ACTION ITEM:
Your answer must be an exact copy of the records below.

INFORMATION:
=== Section Start ===

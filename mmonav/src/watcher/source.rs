//! Acquisition interfaces injected into the source watcher.
//!
//! The watcher itself never talks to the OS. Whoever hosts it supplies a
//! stream of [`WatchEvent`] notifications (a clipboard listener, a
//! filesystem watcher, a polling loop - the watcher doesn't care) and, for
//! clipboard mode, something that can read the clipboard's current text.

/// A change notification from the environment.
#[derive(Debug, Clone, Copy, PartialEq, Eq)]
pub enum WatchEvent {
    /// Clipboard content changed.
    ClipboardChanged,
    /// The watched file was created, written to, or renamed into place.
    FileChanged,
    /// The watched file was removed.
    FileRemoved,
}

/// Read access to the system clipboard.
///
/// Implementations return `None` for anything transient: an empty clipboard,
/// non-text content, or a clipboard briefly locked by another process. The
/// watcher treats `None` as "nothing to do this cycle", never as an error.
pub trait ClipboardReader: Send + Sync {
    fn read_text(&self) -> Option<String>;
}

/// A [`ClipboardReader`] that always comes up empty. Useful as the injected
/// reader when watching files, where the clipboard is never consulted.
#[derive(Debug, Default, Clone, Copy)]
pub struct NullClipboard;

impl ClipboardReader for NullClipboard {
    fn read_text(&self) -> Option<String> {
        None
    }
}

=== Section End ===

SOLUTION FOR THIS EXERCISE:
filename mmonav/src/watcher/source.rs
//! Acquisition interfaces injected into the source watcher.
//!
//! The watcher itself never talks to the OS. Whoever hosts it supplies a
//! stream of [`WatchEvent`] notifications (a clipboard listener, a
//! filesystem watcher, a polling loop - the watcher doesn't care) and, for
//! clipboard mode, something that can read the clipboard's current text.

/// A change notification from the environment.
#[derive(Debug, Clone, Copy, PartialEq, Eq)]
pub enum WatchEvent {
    /// Clipboard content changed.
    ClipboardChanged,
    /// The watched file was created, written to, or renamed into place.
    FileChanged,
    /// The watched file was removed.
    FileRemoved,
}

/// Read access to the system clipboard.
///
/// Implementations return `None` for anything transient: an empty clipboard,
/// non-text content, or a clipboard briefly locked by another process. The
/// watcher treats `None` as "nothing to do this cycle", never as an error.
pub trait ClipboardReader: Send + Sync {
    fn read_text(&self) -> Option<String>;
}

/// A [`ClipboardReader`] that always comes up empty. Useful as the injected
/// reader when watching files, where the clipboard is never consulted.
#[derive(Debug, Default, Clone, Copy)]
pub struct NullClipboard;

impl ClipboardReader for NullClipboard {
    fn read_text(&self) -> Option<String> {
        None
    }
}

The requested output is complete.